Un contexte de faible taux d’intérêt est toujours favorable à la valorisation des actions. Comme le dit Warren Buffett, investisseur bien connu souvent cité : « Les taux d’intérêt sont au prix des actifs ce que la gravité est à la pomme. Lorsque les taux d’intérêt sont bas, l’attraction gravitationnelle sur les prix des actifs est très faible. » Dans une récente entrevue télévisée (CNBC, mai 2017), Buffett explique comment cela fonctionne :
« Le point le plus important au fil du temps dans l’évaluation des titres de participation est évidemment les taux d’intérêt […] Si les taux d’intérêt sont destinés à être bas […] tout flux de revenus provenant de placements vaut donc plus d’argent. La bête noire reste toujours ce que les obligations d’État rapportent […] Tout investissement vaut tout l’argent que vous allez retirer d’ici au jour du jugement dernier, actualisé. L’actualisation dépend du fait que vous choisissiez des taux d’intérêt tels que ceux du Japon (c’est-à-dire proches de zéro) ou des taux d’intérêt comme ceux que nous avions en 1982… Quand les taux à court terme étaient à 15 % en 1982, il était ridicule de négocier les titres à 20 fois les bénéfices. »
Lorsque Buffett fait référence à « 20 fois les bénéfices » en tant que mesure de la valeur relative, il parle de la relation entre le prix d’un titre et les bénéfices de l’entreprise. C’est ce que les investisseurs appellent le ratio cours/bénéfice (P/E en abrégé), ou simplement les « multiples » de bénéfices. Le ratio cours/bénéfice a longtemps été utilisé comme moyen rapide de déterminer si un titre est évalué à sa juste valeur ou non. En règle générale, plus le P/E est élevé, plus un investisseur paie pour chaque dollar de revenu courant et plus le titre est cher.
Après une décennie de politique monétaire extrêmement accommodante, la valeur des actions a augmenté de manière disproportionnée par rapport aux bénéfices réels des entreprises. En tant que tels, les « multiples » boursiers actuels ont été considérablement plus élevés que les moyennes historiques, ce qui suggère que les actions pourraient être surévaluées. Mais dans la même entrevue télévisée de 2017, Buffett a surpris les auditeurs en déclarant que le marché boursier était « très peu cher », à la condition que le faible niveau des taux d’intérêt soit garanti pendant encore 10, 15 ou 20 ans! Bien entendu, de telles garanties n’existent pas, et c’est là le dilemme actuel des investisseurs en actions.
Maintenant que les taux d’intérêt sont en hausse, les actions commencent nécessairement à subir de nouveau cette « attraction gravitationnelle ». Sans le soutien d’une politique monétaire plus stimulante, il faudra que les bénéfices des entreprises augmentent, ou que le cours des actions soit ajusté à la baisse.
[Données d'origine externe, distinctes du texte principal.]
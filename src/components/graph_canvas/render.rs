use std::f64::consts::PI;

use web_sys::CanvasRenderingContext2d;

use super::state::{GraphCanvasState, NODE_RADIUS};
use crate::explorer::Selection;

pub fn render(state: &GraphCanvasState, ctx: &CanvasRenderingContext2d) {
	ctx.set_fill_style_str("#1a1a2e");
	ctx.fill_rect(0.0, 0.0, state.width, state.height);
	ctx.save();
	let _ = ctx.translate(state.transform.x, state.transform.y);
	let _ = ctx.scale(state.transform.k, state.transform.k);
	draw_edges(state, ctx);
	draw_nodes(state, ctx);
	ctx.restore();
}

fn draw_edges(state: &GraphCanvasState, ctx: &CanvasRenderingContext2d) {
	let k = state.transform.k;
	let (line_width, arrow_size) = (1.5 / k, 8.0 / k);
	let positions = state.positions();

	for edge in state.edges() {
		let Some((src, tgt)) = edge.ends else {
			continue;
		};
		let (Some(&(x1, y1)), Some(&(x2, y2))) = (positions.get(&src), positions.get(&tgt)) else {
			continue;
		};
		let (dx, dy) = (x2 - x1, y2 - y1);
		let dist = (dx * dx + dy * dy).sqrt();
		if dist < 0.001 {
			continue;
		}

		let selected = matches!(&state.selected, Selection::Edge(id) if *id == edge.id);
		let (alpha, width) = if selected {
			(0.95, line_width * 2.5)
		} else {
			(0.6, line_width)
		};

		ctx.set_stroke_style_str(&format!("rgba(100, 180, 255, {alpha})"));
		ctx.set_line_width(width);
		let (ux, uy) = (dx / dist, dy / dist);
		ctx.begin_path();
		ctx.move_to(x1 + ux * NODE_RADIUS, y1 + uy * NODE_RADIUS);
		ctx.line_to(
			x2 - ux * (NODE_RADIUS + arrow_size),
			y2 - uy * (NODE_RADIUS + arrow_size),
		);
		ctx.stroke();

		ctx.set_fill_style_str(&format!("rgba(100, 180, 255, {alpha})"));
		let (tip_x, tip_y) = (x2 - ux * NODE_RADIUS, y2 - uy * NODE_RADIUS);
		let (back_x, back_y) = (tip_x - ux * arrow_size, tip_y - uy * arrow_size);
		let (px, py) = (-uy * arrow_size * 0.5, ux * arrow_size * 0.5);
		ctx.begin_path();
		ctx.move_to(tip_x, tip_y);
		ctx.line_to(back_x + px, back_y + py);
		ctx.line_to(back_x - px, back_y - py);
		ctx.close_path();
		ctx.fill();

		// source marker
		ctx.begin_path();
		let _ = ctx.arc(
			x1 + ux * NODE_RADIUS,
			y1 + uy * NODE_RADIUS,
			arrow_size * 0.2,
			0.0,
			2.0 * PI,
		);
		ctx.fill();

		if !edge.label.is_empty() {
			ctx.set_fill_style_str(&format!("rgba(180, 210, 255, {})", alpha * 0.8));
			ctx.set_font(&format!("{}px sans-serif", 8.0 / k.max(0.5)));
			let _ = ctx.fill_text(&edge.label, (x1 + x2) / 2.0, (y1 + y2) / 2.0 - 2.0 / k);
		}
	}
}

fn draw_nodes(state: &GraphCanvasState, ctx: &CanvasRenderingContext2d) {
	let k = state.transform.k;

	state.graph.visit_nodes(|node| {
		let (x, y) = (node.x() as f64, node.y() as f64);
		let info = &node.data.user_data;
		let selected = matches!(&state.selected, Selection::Node(id) if *id == info.id);
		let radius = if selected { NODE_RADIUS * 1.35 } else { NODE_RADIUS };

		if selected {
			let glow_radius = NODE_RADIUS * 3.0;
			if let Ok(gradient) = ctx.create_radial_gradient(x, y, radius * 0.3, x, y, glow_radius) {
				let _ = gradient.add_color_stop(0.0, "rgba(255, 255, 255, 0.35)");
				let _ = gradient.add_color_stop(0.6, "rgba(200, 220, 255, 0.1)");
				let _ = gradient.add_color_stop(1.0, "rgba(255, 255, 255, 0)");
				ctx.begin_path();
				let _ = ctx.arc(x, y, glow_radius, 0.0, 2.0 * PI);
				#[allow(deprecated)]
				ctx.set_fill_style(&gradient);
				ctx.fill();
			}
		}

		ctx.begin_path();
		let _ = ctx.arc(x, y, radius, 0.0, 2.0 * PI);
		ctx.set_fill_style_str(info.color);
		ctx.fill();

		if selected {
			ctx.begin_path();
			let _ = ctx.arc(x, y, radius + 2.0 / k, 0.0, 2.0 * PI);
			ctx.set_stroke_style_str("rgba(255, 255, 255, 0.7)");
			ctx.set_line_width(1.5 / k);
			ctx.stroke();
		}

		if !info.label.is_empty() {
			ctx.set_fill_style_str(if selected {
				"white"
			} else {
				"rgba(255, 255, 255, 0.8)"
			});
			ctx.set_font(&format!("{}px sans-serif", 10.0 / k.max(0.5)));
			let _ = ctx.fill_text(&info.label, x + radius + 3.0, y + 3.0);
		}
	});
}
Ainsi, à la fin de 2018, alors que la croissance économique ralentissait en même temps que les tensions commerciales montaient entre les États-Unis et la Chine, il n’est pas étonnant que les investisseurs aient rechigné lors de la dernière hausse des taux d’intérêt en décembre.
Ce qui est intéressant à noter dans le contexte actuel du marché est la mesure dans laquelle les politiques monétaires extrêmes menées depuis 2008 ont généré une déconnexion entre la valeur des actions et l’économie. Cela a été particulièrement manifeste aux États-Unis, où le cours des actions a grimpé en flèche, poussé par la politique de taux d’intérêt zéro de la Réserve fédérale, alors que l’économie avait toujours du mal à se redresser après la crise financière. Nous assistons maintenant au phénomène inverse. Malgré la vigueur relative de l’économie, le marché boursier se trouve placé sous le signe de la morosité, comme si nous nous dirigions vers une période beaucoup plus difficile que ne le suggèrent les principales données économiques. Telle est la transition vers une politique monétaire « normale », qui donnera nécessairement lieu à beaucoup plus de turbulences sur les marchés, d’une manière ou d’une autre.